:: EXERCISE GOAL ::
The required output consists solely of the lines from the top of the listing through the line containing "아닌 회원의 변경 시도", transcribed exactly.

· · ·

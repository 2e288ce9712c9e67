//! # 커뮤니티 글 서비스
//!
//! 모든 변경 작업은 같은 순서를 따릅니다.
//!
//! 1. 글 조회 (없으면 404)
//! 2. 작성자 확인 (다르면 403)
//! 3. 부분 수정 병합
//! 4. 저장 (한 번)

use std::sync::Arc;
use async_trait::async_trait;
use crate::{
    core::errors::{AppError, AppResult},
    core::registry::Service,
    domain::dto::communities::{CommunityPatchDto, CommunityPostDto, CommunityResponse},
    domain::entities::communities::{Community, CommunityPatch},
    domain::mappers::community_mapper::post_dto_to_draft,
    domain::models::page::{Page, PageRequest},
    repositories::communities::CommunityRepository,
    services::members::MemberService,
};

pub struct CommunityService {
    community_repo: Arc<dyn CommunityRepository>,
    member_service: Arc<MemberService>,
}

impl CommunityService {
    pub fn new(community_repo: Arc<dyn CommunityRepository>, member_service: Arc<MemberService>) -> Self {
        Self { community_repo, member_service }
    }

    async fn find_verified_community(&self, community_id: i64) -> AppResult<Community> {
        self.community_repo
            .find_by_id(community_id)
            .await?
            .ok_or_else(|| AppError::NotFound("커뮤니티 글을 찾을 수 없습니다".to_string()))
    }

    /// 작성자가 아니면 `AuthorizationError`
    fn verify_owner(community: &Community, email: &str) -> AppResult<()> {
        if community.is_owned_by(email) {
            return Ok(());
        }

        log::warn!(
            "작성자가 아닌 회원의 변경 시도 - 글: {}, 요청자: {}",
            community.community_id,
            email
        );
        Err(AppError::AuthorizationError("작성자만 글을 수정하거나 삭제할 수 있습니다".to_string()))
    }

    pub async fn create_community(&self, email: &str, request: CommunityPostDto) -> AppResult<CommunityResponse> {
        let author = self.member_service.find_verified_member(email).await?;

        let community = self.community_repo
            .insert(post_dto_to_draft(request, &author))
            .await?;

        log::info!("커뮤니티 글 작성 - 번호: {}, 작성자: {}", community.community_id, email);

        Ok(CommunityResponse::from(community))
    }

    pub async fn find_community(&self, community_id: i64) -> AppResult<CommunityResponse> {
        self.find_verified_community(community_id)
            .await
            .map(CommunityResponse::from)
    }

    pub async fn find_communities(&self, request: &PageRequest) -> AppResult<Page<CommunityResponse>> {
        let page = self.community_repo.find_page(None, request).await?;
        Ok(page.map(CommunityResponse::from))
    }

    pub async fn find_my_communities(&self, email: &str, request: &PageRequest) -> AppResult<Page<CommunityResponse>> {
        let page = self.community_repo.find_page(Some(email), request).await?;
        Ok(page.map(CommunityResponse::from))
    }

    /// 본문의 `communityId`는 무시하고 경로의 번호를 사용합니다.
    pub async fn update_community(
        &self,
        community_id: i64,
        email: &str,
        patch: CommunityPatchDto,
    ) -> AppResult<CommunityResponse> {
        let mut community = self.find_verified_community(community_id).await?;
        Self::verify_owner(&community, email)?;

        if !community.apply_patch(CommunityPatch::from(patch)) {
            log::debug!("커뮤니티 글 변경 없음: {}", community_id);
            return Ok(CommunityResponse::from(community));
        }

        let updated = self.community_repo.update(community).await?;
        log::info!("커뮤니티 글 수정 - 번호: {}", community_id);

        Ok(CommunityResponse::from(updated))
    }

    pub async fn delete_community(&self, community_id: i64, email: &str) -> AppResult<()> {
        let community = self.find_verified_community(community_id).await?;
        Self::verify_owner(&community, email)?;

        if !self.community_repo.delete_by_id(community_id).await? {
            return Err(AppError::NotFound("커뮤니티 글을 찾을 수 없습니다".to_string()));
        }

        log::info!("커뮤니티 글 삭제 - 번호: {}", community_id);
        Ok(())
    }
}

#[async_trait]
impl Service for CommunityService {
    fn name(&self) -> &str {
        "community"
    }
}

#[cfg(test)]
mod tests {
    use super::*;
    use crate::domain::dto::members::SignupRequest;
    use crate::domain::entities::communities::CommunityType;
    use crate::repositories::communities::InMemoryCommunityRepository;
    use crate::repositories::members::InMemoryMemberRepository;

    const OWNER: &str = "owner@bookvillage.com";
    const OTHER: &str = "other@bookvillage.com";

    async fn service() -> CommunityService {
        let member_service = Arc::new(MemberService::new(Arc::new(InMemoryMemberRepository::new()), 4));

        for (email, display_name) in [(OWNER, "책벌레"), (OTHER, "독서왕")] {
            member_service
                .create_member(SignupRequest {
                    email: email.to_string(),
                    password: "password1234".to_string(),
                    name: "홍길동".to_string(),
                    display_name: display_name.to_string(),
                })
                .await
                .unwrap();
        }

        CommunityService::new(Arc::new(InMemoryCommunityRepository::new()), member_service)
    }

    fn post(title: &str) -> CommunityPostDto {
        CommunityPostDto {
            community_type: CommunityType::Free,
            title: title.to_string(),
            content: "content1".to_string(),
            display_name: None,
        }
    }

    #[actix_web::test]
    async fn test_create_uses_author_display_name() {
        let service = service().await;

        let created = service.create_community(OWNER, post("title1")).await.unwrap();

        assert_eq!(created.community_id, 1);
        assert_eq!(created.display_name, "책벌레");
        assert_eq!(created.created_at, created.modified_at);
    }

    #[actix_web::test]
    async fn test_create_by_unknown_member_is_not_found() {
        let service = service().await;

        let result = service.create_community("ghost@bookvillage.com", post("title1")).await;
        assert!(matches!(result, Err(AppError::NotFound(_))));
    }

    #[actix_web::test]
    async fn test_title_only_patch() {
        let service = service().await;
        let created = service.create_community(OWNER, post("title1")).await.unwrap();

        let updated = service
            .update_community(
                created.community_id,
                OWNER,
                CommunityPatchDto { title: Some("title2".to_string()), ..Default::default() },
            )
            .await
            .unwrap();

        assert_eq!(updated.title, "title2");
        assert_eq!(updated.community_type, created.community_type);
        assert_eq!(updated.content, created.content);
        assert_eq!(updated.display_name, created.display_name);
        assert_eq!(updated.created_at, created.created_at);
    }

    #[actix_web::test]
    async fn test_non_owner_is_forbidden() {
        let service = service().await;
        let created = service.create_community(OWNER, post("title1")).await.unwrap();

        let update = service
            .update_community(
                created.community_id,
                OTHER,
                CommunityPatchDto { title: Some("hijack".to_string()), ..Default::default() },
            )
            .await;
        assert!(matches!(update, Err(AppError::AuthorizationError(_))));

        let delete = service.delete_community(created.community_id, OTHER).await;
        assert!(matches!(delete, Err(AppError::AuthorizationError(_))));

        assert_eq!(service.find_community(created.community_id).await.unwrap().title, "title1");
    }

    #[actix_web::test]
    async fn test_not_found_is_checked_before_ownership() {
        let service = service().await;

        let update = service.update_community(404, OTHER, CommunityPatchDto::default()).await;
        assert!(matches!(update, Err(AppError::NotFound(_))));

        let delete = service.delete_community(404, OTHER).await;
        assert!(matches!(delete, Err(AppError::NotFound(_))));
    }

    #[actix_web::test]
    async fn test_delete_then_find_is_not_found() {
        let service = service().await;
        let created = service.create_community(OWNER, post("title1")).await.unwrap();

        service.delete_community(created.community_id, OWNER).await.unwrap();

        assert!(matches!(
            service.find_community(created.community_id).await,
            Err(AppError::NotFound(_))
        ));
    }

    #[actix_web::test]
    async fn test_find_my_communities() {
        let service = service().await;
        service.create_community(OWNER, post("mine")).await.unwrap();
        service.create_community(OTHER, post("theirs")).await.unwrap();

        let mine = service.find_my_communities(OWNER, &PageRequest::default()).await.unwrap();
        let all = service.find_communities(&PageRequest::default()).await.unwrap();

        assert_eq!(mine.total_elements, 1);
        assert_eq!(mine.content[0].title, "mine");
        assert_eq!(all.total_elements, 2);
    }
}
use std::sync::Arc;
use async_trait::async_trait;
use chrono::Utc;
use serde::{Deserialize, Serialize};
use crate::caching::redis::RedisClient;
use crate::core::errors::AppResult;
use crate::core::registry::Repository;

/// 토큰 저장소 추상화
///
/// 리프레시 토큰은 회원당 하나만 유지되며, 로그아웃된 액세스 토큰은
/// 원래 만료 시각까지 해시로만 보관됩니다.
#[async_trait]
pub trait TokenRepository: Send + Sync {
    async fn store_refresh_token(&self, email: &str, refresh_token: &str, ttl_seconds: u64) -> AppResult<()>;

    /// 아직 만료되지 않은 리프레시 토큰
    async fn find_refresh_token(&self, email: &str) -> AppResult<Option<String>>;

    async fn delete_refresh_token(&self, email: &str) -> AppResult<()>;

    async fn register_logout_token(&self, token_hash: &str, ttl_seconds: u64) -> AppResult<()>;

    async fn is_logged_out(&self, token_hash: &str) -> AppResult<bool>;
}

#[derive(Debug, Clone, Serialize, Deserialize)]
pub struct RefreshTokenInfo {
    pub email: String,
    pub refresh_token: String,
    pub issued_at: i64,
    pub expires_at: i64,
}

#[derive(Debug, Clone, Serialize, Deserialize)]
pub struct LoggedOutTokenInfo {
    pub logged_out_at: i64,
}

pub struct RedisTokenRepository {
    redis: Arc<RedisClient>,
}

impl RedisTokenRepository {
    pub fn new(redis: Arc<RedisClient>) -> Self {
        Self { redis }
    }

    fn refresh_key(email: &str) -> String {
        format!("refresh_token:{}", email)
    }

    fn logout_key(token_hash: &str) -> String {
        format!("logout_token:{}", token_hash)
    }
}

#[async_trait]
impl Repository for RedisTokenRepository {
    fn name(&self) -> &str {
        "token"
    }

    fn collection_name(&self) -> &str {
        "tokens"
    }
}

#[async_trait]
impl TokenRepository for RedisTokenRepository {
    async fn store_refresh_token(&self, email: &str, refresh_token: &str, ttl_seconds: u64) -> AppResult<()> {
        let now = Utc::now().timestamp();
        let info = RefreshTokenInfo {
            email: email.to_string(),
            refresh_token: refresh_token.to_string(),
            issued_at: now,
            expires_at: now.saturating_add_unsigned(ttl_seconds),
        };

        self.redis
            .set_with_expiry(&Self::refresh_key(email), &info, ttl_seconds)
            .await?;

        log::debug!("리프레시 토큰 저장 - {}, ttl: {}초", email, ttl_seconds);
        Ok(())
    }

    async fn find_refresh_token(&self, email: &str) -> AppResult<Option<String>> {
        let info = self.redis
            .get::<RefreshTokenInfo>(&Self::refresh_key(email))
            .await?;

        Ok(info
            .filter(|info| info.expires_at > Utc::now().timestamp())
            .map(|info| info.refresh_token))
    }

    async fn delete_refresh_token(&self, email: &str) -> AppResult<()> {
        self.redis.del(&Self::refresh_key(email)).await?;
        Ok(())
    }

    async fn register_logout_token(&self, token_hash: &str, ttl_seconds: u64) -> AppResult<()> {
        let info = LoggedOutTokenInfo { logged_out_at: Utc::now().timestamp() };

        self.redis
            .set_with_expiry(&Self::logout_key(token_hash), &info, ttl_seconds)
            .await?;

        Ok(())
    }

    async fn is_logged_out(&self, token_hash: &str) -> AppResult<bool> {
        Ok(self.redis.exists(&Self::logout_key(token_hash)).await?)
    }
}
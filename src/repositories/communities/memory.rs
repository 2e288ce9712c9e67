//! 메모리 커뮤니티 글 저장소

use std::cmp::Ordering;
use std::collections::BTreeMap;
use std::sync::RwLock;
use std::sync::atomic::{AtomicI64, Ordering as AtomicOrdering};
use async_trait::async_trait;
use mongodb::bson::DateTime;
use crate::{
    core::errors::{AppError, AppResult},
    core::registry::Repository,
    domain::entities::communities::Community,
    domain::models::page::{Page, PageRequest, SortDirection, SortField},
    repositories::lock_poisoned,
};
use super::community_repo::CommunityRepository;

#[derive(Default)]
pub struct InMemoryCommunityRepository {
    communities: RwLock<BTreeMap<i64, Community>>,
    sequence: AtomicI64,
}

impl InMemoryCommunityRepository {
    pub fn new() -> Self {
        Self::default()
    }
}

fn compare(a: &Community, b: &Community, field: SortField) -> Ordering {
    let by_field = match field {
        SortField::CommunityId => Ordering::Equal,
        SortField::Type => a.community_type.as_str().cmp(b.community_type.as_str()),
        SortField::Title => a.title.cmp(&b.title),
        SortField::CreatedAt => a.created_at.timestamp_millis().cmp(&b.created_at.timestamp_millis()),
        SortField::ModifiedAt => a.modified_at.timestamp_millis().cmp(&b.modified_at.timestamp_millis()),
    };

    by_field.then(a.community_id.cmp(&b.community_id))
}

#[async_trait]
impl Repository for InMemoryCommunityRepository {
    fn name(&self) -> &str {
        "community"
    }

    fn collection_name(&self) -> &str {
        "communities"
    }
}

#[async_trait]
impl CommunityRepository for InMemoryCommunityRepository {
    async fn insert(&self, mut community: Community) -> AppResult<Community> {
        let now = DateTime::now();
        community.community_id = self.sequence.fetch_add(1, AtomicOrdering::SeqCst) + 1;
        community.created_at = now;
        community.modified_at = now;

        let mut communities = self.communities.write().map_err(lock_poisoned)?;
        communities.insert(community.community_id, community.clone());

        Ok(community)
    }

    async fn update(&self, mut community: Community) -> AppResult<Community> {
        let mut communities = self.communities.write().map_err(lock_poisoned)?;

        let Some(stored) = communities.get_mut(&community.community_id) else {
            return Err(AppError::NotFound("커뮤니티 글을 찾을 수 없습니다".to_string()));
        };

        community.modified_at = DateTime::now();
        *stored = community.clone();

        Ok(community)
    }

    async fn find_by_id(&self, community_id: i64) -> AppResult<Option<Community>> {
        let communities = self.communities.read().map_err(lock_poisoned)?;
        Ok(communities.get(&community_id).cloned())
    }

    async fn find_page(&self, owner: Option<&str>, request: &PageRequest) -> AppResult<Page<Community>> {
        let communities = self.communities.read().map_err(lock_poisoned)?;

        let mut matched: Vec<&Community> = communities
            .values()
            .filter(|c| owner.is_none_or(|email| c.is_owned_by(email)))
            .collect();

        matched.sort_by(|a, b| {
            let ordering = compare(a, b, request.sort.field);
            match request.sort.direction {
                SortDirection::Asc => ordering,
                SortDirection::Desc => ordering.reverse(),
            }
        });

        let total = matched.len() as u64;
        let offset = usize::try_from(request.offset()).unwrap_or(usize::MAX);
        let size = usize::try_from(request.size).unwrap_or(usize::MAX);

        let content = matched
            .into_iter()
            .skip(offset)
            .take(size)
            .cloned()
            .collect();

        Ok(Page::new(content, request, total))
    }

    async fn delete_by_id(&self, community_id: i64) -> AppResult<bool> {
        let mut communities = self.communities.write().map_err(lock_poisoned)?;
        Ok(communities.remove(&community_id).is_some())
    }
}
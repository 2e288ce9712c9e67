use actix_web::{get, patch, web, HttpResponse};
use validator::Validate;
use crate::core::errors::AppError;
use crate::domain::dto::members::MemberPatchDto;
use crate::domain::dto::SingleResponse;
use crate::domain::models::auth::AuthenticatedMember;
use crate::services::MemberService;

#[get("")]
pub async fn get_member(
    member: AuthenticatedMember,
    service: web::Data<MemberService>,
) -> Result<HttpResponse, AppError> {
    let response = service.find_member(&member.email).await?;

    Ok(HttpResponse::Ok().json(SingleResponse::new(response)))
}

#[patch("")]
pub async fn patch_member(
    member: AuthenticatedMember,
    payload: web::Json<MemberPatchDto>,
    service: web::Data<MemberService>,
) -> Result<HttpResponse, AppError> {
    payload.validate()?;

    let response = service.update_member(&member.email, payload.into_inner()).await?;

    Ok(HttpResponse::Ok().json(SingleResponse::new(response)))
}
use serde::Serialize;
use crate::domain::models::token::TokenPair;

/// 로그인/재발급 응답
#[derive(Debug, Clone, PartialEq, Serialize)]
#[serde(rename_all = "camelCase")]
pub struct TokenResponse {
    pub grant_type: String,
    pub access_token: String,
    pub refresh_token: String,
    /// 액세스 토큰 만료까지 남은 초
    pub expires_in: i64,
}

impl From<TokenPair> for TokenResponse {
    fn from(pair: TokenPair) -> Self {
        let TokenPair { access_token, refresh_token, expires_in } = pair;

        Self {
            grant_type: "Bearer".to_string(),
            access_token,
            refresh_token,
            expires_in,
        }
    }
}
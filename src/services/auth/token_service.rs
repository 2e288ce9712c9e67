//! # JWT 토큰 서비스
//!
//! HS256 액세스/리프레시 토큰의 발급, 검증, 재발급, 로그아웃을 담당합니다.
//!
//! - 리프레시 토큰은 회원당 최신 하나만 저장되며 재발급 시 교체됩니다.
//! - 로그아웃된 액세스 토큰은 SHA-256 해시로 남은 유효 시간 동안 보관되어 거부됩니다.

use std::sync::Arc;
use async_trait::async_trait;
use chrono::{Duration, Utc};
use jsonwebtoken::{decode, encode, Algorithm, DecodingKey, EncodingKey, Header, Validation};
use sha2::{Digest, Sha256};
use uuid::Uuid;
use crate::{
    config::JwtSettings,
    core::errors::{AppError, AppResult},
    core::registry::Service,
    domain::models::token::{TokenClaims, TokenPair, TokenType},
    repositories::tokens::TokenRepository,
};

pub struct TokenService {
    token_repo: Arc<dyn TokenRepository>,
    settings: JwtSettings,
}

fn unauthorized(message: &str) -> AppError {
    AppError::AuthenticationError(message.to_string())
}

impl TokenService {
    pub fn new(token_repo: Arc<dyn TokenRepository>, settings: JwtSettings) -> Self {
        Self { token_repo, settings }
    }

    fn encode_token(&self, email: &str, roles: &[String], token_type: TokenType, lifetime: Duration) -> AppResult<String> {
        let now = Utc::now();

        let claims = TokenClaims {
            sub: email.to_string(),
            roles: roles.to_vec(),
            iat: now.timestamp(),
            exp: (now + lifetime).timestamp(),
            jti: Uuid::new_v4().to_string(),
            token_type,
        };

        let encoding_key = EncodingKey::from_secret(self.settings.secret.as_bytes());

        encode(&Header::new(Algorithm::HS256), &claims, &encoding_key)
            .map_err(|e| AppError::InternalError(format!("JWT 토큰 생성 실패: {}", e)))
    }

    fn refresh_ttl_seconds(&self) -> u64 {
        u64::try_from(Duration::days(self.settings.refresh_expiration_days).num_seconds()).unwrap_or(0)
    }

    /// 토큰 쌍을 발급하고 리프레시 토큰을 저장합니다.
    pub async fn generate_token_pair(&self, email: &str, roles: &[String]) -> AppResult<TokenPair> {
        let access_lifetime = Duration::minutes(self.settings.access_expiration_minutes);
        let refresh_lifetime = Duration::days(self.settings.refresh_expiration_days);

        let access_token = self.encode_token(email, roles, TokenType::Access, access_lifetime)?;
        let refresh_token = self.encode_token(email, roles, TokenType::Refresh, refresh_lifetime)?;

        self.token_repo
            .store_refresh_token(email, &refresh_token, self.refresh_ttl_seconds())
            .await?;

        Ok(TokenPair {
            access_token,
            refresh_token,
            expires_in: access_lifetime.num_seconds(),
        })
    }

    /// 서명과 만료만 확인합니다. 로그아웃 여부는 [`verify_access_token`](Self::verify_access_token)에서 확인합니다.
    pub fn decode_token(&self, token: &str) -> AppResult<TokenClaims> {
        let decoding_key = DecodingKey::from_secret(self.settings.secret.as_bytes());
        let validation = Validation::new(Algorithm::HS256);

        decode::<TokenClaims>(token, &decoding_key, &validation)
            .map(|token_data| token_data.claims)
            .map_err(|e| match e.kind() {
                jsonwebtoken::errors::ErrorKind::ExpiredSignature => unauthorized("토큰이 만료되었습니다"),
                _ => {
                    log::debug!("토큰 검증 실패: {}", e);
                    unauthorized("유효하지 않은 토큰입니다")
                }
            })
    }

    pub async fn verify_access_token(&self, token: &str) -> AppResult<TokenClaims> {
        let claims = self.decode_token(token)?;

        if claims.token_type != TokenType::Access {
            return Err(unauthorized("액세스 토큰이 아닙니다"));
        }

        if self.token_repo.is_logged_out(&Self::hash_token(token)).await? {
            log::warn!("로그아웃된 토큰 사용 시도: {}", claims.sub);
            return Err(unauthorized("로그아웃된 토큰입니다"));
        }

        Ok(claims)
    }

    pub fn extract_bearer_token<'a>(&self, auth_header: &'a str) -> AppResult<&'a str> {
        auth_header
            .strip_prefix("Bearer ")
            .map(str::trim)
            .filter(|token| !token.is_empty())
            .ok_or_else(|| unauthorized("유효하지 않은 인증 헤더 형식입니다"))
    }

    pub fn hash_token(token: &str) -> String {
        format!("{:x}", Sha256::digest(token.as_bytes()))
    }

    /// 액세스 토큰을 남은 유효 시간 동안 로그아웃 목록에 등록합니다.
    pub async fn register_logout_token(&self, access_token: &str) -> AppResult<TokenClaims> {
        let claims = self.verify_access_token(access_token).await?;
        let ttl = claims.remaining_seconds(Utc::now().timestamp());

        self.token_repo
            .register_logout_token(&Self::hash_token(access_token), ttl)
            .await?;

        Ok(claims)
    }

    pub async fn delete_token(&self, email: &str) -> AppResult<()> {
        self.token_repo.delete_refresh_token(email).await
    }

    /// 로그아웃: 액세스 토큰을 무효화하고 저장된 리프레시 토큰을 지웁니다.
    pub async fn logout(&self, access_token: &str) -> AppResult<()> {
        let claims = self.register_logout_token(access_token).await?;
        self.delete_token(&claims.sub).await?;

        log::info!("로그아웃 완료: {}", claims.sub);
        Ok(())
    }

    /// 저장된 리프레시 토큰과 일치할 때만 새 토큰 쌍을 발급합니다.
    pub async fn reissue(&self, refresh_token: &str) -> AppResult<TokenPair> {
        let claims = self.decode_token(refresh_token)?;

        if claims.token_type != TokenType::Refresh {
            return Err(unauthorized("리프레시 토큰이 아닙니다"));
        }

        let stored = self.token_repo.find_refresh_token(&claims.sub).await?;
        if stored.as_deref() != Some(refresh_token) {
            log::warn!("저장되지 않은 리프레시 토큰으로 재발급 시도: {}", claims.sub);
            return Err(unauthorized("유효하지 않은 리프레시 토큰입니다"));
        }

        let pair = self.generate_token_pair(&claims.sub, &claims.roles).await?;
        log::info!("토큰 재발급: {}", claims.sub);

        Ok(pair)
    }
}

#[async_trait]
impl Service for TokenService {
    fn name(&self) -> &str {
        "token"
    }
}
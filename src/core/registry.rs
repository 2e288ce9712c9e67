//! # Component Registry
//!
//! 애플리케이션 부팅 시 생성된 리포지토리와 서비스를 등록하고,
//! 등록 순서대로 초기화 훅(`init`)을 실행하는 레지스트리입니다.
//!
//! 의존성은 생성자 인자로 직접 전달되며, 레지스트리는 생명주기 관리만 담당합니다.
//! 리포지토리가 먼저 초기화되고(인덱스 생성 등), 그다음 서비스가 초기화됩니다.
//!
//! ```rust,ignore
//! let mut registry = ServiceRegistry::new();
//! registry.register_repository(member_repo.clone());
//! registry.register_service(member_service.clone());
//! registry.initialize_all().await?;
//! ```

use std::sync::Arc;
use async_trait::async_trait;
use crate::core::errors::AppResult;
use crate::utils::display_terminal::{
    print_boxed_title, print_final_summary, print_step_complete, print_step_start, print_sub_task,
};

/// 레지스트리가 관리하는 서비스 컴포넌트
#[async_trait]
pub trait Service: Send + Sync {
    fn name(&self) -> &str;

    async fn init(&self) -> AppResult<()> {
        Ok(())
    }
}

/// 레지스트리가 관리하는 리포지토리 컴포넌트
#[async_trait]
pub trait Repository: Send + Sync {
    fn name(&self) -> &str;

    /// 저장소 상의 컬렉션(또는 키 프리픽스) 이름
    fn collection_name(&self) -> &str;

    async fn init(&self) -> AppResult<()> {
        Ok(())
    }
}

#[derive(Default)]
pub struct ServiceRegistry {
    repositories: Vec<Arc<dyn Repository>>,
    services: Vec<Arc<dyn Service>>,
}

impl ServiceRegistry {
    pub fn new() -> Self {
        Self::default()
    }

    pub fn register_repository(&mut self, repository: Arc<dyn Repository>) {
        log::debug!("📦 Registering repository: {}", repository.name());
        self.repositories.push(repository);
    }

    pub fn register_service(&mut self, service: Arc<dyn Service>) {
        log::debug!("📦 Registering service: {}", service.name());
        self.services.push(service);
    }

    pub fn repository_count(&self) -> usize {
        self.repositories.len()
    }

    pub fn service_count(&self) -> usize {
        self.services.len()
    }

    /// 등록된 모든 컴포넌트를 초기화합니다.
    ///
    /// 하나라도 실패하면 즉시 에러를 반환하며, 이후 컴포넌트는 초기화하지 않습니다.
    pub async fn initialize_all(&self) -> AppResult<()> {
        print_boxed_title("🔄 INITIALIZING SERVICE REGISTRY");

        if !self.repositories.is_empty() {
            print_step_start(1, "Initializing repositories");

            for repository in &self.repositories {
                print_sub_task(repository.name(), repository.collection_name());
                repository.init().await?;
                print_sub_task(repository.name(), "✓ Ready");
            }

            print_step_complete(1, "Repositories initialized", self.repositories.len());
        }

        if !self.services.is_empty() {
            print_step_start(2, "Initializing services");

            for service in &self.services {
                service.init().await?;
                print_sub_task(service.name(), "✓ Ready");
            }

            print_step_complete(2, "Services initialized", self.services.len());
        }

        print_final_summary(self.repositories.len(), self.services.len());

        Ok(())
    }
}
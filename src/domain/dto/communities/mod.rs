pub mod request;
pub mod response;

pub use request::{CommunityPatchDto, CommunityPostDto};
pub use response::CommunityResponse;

· · ·

:: FINAL ANSWER ::
repository 2e288ce9712c9e67
//! # 커뮤니티 글 서비스
//!
//! 모든 변경 작업은 같은 순서를 따릅니다.
//!
//! 1. 글 조회 (없으면 404)
//! 2. 작성자 확인 (다르면 403)
//! 3. 부분 수정 병합
//! 4. 저장 (한 번)

use std::sync::Arc;
use async_trait::async_trait;
use crate::{
    core::errors::{AppError, AppResult},
    core::registry::Service,
    domain::dto::communities::{CommunityPatchDto, CommunityPostDto, CommunityResponse},
    domain::entities::communities::{Community, CommunityPatch},
    domain::mappers::community_mapper::post_dto_to_draft,
    domain::models::page::{Page, PageRequest},
    repositories::communities::CommunityRepository,
    services::members::MemberService,
};

pub struct CommunityService {
    community_repo: Arc<dyn CommunityRepository>,
    member_service: Arc<MemberService>,
}

impl CommunityService {
    pub fn new(community_repo: Arc<dyn CommunityRepository>, member_service: Arc<MemberService>) -> Self {
        Self { community_repo, member_service }
    }

    async fn find_verified_community(&self, community_id: i64) -> AppResult<Community> {
        self.community_repo
            .find_by_id(community_id)
            .await?
            .ok_or_else(|| AppError::NotFound("커뮤니티 글을 찾을 수 없습니다".to_string()))
    }

    /// 작성자가 아니면 `AuthorizationError`
    fn verify_owner(community: &Community, email: &str) -> AppResult<()> {
        if community.is_owned_by(email) {
            return Ok(());
        }

        log::warn!(
            "작성자가 아닌 회원의 변경 시도 - 글: {}, 요청자: {}",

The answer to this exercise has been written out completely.